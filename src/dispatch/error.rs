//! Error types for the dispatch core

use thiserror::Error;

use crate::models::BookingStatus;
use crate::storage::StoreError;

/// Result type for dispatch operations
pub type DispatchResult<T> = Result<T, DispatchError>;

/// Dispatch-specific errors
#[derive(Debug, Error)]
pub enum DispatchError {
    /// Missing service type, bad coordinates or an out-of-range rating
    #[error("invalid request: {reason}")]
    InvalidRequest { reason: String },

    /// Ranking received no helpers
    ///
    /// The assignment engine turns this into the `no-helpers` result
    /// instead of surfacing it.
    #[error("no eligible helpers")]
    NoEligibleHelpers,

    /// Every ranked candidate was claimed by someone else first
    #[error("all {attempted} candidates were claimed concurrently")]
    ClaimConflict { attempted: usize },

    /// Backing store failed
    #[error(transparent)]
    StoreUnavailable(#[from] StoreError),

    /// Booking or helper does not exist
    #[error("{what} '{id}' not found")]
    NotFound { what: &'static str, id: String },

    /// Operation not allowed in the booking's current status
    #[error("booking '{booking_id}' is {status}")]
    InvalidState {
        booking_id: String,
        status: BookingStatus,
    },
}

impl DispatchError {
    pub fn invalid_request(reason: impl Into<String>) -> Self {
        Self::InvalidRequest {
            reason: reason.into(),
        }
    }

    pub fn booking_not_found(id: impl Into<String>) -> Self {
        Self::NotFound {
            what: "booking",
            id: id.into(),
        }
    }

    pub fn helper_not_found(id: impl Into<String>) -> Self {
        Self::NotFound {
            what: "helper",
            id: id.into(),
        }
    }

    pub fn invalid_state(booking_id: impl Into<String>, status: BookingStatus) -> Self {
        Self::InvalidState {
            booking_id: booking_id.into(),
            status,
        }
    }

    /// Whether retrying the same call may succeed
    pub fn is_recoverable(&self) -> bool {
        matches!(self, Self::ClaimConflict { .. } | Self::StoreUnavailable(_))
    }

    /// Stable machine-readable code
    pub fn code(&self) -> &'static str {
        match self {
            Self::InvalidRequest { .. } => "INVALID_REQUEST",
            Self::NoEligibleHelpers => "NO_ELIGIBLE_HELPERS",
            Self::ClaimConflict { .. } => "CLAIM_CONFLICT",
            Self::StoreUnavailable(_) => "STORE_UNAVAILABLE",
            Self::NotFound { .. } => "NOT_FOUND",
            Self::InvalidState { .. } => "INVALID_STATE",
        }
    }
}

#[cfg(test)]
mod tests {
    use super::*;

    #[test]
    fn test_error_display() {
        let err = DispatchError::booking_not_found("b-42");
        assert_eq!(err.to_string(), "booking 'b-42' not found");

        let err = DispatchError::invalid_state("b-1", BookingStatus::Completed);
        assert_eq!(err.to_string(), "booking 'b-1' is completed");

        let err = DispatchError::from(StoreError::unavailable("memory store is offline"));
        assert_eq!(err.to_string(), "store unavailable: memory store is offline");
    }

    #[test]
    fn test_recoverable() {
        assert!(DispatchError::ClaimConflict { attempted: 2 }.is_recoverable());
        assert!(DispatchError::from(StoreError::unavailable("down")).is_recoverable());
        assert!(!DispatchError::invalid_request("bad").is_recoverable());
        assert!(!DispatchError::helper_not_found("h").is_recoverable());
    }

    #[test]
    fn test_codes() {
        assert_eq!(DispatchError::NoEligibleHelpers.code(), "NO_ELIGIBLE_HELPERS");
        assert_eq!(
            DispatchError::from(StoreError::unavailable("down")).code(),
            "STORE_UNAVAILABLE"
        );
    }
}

---

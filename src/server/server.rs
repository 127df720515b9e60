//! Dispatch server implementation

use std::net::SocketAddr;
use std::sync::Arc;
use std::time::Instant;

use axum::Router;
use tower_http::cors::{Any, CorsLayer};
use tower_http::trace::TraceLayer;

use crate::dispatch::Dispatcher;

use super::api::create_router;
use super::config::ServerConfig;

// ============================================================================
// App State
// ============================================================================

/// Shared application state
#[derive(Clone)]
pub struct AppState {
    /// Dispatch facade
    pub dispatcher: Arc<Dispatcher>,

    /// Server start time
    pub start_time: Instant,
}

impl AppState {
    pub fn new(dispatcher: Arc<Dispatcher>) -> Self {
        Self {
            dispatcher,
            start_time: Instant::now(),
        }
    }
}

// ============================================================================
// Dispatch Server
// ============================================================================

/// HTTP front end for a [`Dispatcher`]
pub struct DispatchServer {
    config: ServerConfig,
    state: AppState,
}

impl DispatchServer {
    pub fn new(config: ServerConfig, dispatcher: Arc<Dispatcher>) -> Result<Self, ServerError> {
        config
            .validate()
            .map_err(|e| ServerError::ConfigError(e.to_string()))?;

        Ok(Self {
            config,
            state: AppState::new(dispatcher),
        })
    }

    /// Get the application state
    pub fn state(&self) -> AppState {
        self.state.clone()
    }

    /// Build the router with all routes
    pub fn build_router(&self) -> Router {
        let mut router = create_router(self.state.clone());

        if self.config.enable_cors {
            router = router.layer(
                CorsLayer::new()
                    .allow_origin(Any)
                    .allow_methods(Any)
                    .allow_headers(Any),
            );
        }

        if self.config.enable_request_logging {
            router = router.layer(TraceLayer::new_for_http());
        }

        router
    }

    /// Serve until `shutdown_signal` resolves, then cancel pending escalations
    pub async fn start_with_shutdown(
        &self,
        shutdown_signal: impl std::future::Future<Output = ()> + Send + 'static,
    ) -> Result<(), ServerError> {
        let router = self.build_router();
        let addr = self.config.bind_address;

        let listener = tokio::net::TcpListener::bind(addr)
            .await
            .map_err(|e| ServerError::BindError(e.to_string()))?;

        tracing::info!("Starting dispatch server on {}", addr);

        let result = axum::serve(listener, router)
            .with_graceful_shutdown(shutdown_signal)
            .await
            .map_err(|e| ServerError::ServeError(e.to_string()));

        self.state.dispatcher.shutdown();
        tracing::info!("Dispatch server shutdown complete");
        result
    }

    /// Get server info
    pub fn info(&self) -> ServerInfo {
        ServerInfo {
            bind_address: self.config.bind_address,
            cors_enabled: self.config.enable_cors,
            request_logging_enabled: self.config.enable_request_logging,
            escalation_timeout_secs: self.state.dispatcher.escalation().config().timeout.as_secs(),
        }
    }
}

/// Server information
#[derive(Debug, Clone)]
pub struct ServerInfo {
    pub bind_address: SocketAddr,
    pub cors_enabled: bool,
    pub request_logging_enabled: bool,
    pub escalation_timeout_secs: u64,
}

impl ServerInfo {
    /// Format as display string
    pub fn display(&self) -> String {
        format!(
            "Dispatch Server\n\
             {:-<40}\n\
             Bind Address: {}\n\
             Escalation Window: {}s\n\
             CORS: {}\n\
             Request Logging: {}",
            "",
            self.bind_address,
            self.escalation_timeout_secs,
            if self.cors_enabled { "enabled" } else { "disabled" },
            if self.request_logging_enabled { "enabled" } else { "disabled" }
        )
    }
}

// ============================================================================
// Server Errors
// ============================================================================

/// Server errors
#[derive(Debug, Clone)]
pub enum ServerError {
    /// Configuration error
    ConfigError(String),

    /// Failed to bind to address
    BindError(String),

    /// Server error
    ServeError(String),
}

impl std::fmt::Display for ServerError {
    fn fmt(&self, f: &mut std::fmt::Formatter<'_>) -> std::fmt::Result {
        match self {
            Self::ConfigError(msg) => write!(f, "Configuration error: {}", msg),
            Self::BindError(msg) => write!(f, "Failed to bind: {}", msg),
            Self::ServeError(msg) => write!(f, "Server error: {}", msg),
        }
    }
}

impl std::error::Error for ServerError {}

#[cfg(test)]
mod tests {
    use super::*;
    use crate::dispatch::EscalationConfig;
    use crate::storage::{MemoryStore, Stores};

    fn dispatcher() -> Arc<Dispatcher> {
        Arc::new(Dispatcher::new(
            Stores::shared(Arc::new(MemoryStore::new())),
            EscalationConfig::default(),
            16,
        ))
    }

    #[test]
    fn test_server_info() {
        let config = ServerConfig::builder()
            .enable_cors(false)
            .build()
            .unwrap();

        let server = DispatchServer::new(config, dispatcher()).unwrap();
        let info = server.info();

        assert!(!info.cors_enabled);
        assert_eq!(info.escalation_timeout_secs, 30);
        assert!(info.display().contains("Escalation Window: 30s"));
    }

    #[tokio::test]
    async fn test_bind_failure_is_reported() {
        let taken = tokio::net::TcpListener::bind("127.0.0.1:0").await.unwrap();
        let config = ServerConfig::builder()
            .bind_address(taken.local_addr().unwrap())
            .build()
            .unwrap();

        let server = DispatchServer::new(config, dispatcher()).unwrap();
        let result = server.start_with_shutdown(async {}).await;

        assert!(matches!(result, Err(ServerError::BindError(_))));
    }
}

Problem to solve —
Set down, exactly as they appear above, all lines from the one that has "HTTP front end" down to the one that has "let listener = tokio::net::TcpListener::bind(addr)", including those two and no others.

Solution for this task —
/// HTTP front end for a [`Dispatcher`]
pub struct DispatchServer {
    config: ServerConfig,
    state: AppState,
}

impl DispatchServer {
    pub fn new(config: ServerConfig, dispatcher: Arc<Dispatcher>) -> Result<Self, ServerError> {
        config
            .validate()
            .map_err(|e| ServerError::ConfigError(e.to_string()))?;

        Ok(Self {
            config,
            state: AppState::new(dispatcher),
        })
    }

    /// Get the application state
    pub fn state(&self) -> AppState {
        self.state.clone()
    }

    /// Build the router with all routes
    pub fn build_router(&self) -> Router {
        let mut router = create_router(self.state.clone());

        if self.config.enable_cors {
            router = router.layer(
                CorsLayer::new()
                    .allow_origin(Any)
                    .allow_methods(Any)
                    .allow_headers(Any),
            );
        }

        if self.config.enable_request_logging {
            router = router.layer(TraceLayer::new_for_http());
        }

        router
    }

    /// Serve until `shutdown_signal` resolves, then cancel pending escalations
    pub async fn start_with_shutdown(
        &self,
        shutdown_signal: impl std::future::Future<Output = ()> + Send + 'static,
    ) -> Result<(), ServerError> {
        let router = self.build_router();
        let addr = self.config.bind_address;

        let listener = tokio::net::TcpListener::bind(addr)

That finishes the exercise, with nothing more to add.